Introduction: Echinoderm coelomocytes have traditionally been investigated through a morphological approach using light microscopy, which relies on the idea of constant cell shape as a stable character. However, this can be affected by biotic or abiotic conditions. Objective: To analyze if the consistency in cell morphology offered by the cytocentrifugation method, might be used as a convenient tool to study echinoderm coelomocytes. Methods: Cells of Echinaster (Othilia) brasiliensis (Asteroidea), Holothuria (Holothuria) tubulosa (Holothuroidea), Eucidaris tribuloides, Arbacia lixula, Lytechinus variegatus, and Echinometra lucunter (Echinoidea) were spread on microscope slides by cytocentrifugation, stained, and analyzed through light microscopy. Additionally, fluorescence microscopy, scanning electron microscopy, and energy-dispersive x-ray spectroscopy were applied to cytospin preparations, to complement the analysis of granular and colorless spherulocytes of Eucidaris tribuloides. Results: Altogether, 11 cell types, including phagocytes, spherulocytes, vibratile cells, and progenitor cells were identified in the samples analyzed. The granular spherulocyte, a newly-described cell type, was observed in all Echinoidea and was very similar to the acidophilic spherulocytes of Holothuria (Holothuria) tubulosa.

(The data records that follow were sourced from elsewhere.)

//! Background deletion of expired sessions
//!
//! Refresh leaves expired sessions in place; this task removes them on an
//! interval. Abort the returned handle to stop it.

use std::sync::Arc;
use std::time::Duration;

use tokio::task::JoinHandle;
use tracing::{debug, info, warn};

use crate::clock::Clock;
use crate::store::SessionStore;

/// Spawn a task that calls `delete_expired` every `interval`
///
/// The first sweep runs immediately. Each sweep is abandoned after
/// `call_timeout` (if set). Store failures and timeouts are logged and the
/// task keeps going.
pub fn spawn_session_reaper(
    store: Arc<dyn SessionStore>,
    clock: Arc<dyn Clock>,
    interval: Duration,
    call_timeout: Option<Duration>,
) -> JoinHandle<()> {
    tokio::spawn(async move {
        let mut ticker = tokio::time::interval(interval);
        ticker.set_missed_tick_behavior(tokio::time::MissedTickBehavior::Delay);
        loop {
            ticker.tick().await;
            let sweep = store.delete_expired(clock.now());
            let outcome = match call_timeout {
                Some(limit) => match tokio::time::timeout(limit, sweep).await {
                    Ok(outcome) => outcome,
                    Err(_) => {
                        warn!(timeout_ms = limit.as_millis() as u64, "Expired-session sweep timed out");
                        continue;
                    }
                },
                None => sweep.await,
            };
            match outcome {
                Ok(0) => debug!("No expired sessions"),
                Ok(removed) => info!(removed, "Deleted expired sessions"),
                Err(e) => warn!(error = %e, "Expired-session sweep failed"),
            }
        }
    })
}
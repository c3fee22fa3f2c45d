//! Shared fixtures for router tests

#![allow(dead_code)]

use std::collections::HashMap;
use std::sync::Arc;
use std::sync::atomic::{AtomicBool, Ordering};
use std::time::Duration;

use async_trait::async_trait;
use axum::Router;
use axum::body::Body;
use axum::http::{HeaderMap, Request, StatusCode, header};
use chrono::{DateTime, TimeZone, Utc};
use http_body_util::BodyExt;
use keyward_auth::{
    AuthConfig, AuthOrchestrator, GoogleConfig, IdentityError, IdentityVerifier, InMemoryStore,
    ManualClock, Session, SessionStore, StoreError, StoreResult, VerifiedIdentity,
};
use keyward_server::{AppState, router};
use serde_json::Value;
use tower::ServiceExt;
use uuid::Uuid;

pub const TEST_SECRET: &str = "router-test-secret-0123456789abcdef";

/// Verifier accepting a fixed set of authorization codes
#[derive(Debug, Default)]
pub struct ScriptedVerifier {
    identities: HashMap<String, VerifiedIdentity>,
}

impl ScriptedVerifier {
    pub fn with(mut self, code: &str, email: &str) -> Self {
        self.identities.insert(
            code.to_string(),
            VerifiedIdentity {
                subject: format!("google-{email}"),
                email: email.to_string(),
                email_verified: true,
                name: email.split('@').next().unwrap_or_default().to_string(),
            },
        );
        self
    }
}

#[async_trait]
impl IdentityVerifier for ScriptedVerifier {
    fn provider(&self) -> &'static str {
        "google"
    }

    fn credential_param(&self) -> &'static str {
        "code"
    }

    async fn verify(&self, credential: &str) -> Result<VerifiedIdentity, IdentityError> {
        self.identities
            .get(credential)
            .cloned()
            .ok_or_else(|| IdentityError::CodeExchange("invalid_grant".to_string()))
    }
}

/// In-memory session store whose writes can be made to fail or hang
#[derive(Debug, Default)]
pub struct UnreliableSessions {
    inner: InMemoryStore,
    failing: AtomicBool,
    hanging: AtomicBool,
}

impl UnreliableSessions {
    pub fn fail(&self, on: bool) {
        self.failing.store(on, Ordering::SeqCst);
    }

    pub fn hang(&self, on: bool) {
        self.hanging.store(on, Ordering::SeqCst);
    }

    async fn check(&self) -> StoreResult<()> {
        if self.hanging.load(Ordering::SeqCst) {
            std::future::pending::<()>().await;
        }
        if self.failing.load(Ordering::SeqCst) {
            return Err(StoreError::backend("database is down"));
        }
        Ok(())
    }
}

#[async_trait]
impl SessionStore for UnreliableSessions {
    async fn create_session(&self, session: Session) -> StoreResult<()> {
        self.check().await?;
        self.inner.create_session(session).await
    }

    async fn get_by_refresh_token(&self, refresh_token: &str) -> StoreResult<Session> {
        self.check().await?;
        self.inner.get_by_refresh_token(refresh_token).await
    }

    async fn delete_session(&self, id: Uuid) -> StoreResult<bool> {
        self.check().await?;
        self.inner.delete_session(id).await
    }

    async fn delete_all_for_user(&self, user_id: Uuid) -> StoreResult<u64> {
        self.check().await?;
        self.inner.delete_all_for_user(user_id).await
    }

    async fn delete_expired(&self, now: DateTime<Utc>) -> StoreResult<u64> {
        self.check().await?;
        self.inner.delete_expired(now).await
    }

    async fn count_for_user(&self, user_id: Uuid) -> StoreResult<u64> {
        self.inner.count_for_user(user_id).await
    }
}

pub fn verifier() -> ScriptedVerifier {
    ScriptedVerifier::default()
        .with("code-ada", "ada@example.com")
        .with("code-bob", "bob@example.com")
}

fn config(call_timeout: Duration) -> AuthConfig {
    AuthConfig::builder(
        TEST_SECRET,
        GoogleConfig::new(
            "client.apps.googleusercontent.com",
            "client-secret",
            "http://localhost:8080/callback",
        ),
    )
    .call_timeout(Some(call_timeout))
    .build()
    .expect("valid test config")
}

/// Parsed response
#[derive(Debug)]
pub struct TestResponse {
    pub status: StatusCode,
    pub headers: HeaderMap,
    pub body: Value,
}

impl TestResponse {
    pub fn str(&self, field: &str) -> &str {
        self.body[field].as_str().unwrap_or_default()
    }
}

/// Router over a manual clock, in-memory users and an unreliable session store
pub struct TestApp {
    pub router: Router,
    pub auth: Arc<AuthOrchestrator>,
    pub users: Arc<InMemoryStore>,
    pub sessions: Arc<UnreliableSessions>,
    pub clock: Arc<ManualClock>,
}

impl TestApp {
    pub fn new() -> Self {
        Self::with_call_timeout(Duration::from_secs(2))
    }

    pub fn with_call_timeout(call_timeout: Duration) -> Self {
        let users = Arc::new(InMemoryStore::new());
        let sessions = Arc::new(UnreliableSessions::default());
        let clock = Arc::new(ManualClock::new(
            Utc.timestamp_opt(1_700_000_000, 0).unwrap(),
        ));
        let auth = Arc::new(
            AuthOrchestrator::new(
                Arc::new(config(call_timeout)),
                Arc::new(verifier()),
                users.clone(),
                sessions.clone(),
            )
            .with_clock(clock.clone()),
        );
        let router = router(AppState::new(auth.clone()));

        Self {
            router,
            auth,
            users,
            sessions,
            clock,
        }
    }

    pub async fn post(&self, uri: &str, bearer: Option<&str>) -> TestResponse {
        self.send("POST", uri, bearer).await
    }

    pub async fn get(&self, uri: &str) -> TestResponse {
        self.send("GET", uri, None).await
    }

    async fn send(&self, method: &str, uri: &str, bearer: Option<&str>) -> TestResponse {
        let mut request = Request::builder().method(method).uri(uri);
        if let Some(token) = bearer {
            request = request.header(header::AUTHORIZATION, format!("Bearer {token}"));
        }
        let request = request.body(Body::empty()).unwrap();

        let response = self.router.clone().oneshot(request).await.unwrap();
        let status = response.status();
        let headers = response.headers().clone();
        let bytes = response.into_body().collect().await.unwrap().to_bytes();
        let body = if bytes.is_empty() {
            Value::Null
        } else {
            serde_json::from_slice(&bytes).unwrap()
        };

        TestResponse {
            status,
            headers,
            body,
        }
    }

    /// Log in with `code` and return the JSON token
    pub async fn login(&self, code: &str) -> TestResponse {
        let response = self.post(&format!("/v1/auth/google?code={code}"), None).await;
        assert_eq!(response.status, StatusCode::OK, "login failed: {:?}", response.body);
        response
    }
}
//! # Keyward Server
//!
//! HTTP boundary for [`keyward_auth`]: an axum router exposing Google login,
//! refresh, validate and logout, plus the settings and logging setup used by
//! the `keyward` binary.
//!
//! ```rust,no_run
//! use std::sync::Arc;
//! use keyward_auth::{AuthConfig, AuthOrchestrator, GoogleConfig, InMemoryStore, build_verifier};
//! use keyward_server::{AppState, router};
//!
//! # async fn run() -> Result<(), Box<dyn std::error::Error>> {
//! let google = GoogleConfig::new("client-id", "client-secret", "https://app.example.com/callback");
//! let verifier = build_verifier(&google)?;
//! let config = AuthConfig::builder("a-signing-secret-of-at-least-32-bytes!", google).build()?;
//! let store = Arc::new(InMemoryStore::new());
//! let auth = AuthOrchestrator::new(Arc::new(config), verifier, store.clone(), store);
//!
//! let app = router(AppState::new(Arc::new(auth)));
//! let listener = tokio::net::TcpListener::bind("127.0.0.1:8080").await?;
//! axum::serve(listener, app).await?;
//! # Ok(())
//! # }
//! ```

pub mod cli;
pub mod error;
pub mod handlers;
pub mod logging;
pub mod middleware;
pub mod router;
pub mod state;

pub use error::{ApiError, ApiResult};
pub use middleware::AuthenticatedUser;
pub use router::router;
pub use state::AppState;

Conclusions: Cytocentrifugation proved to be versatile, either as the main method of investigation in stained preparations, or as a framework on which other procedures may be performed. Its ability to maintain a constant morphology allowed accurate correspondence between live and fixed/stained cells, differentiation among similar spherulocytes as well as comparisons between similar cells of Holothuroidea and Echinoidea.

Keywords: comparative cell morphology; echinoderm physiology; energy-dispersive x-ray spectroscopy; invertebrate immunology; spherulocytes; vibratile cells.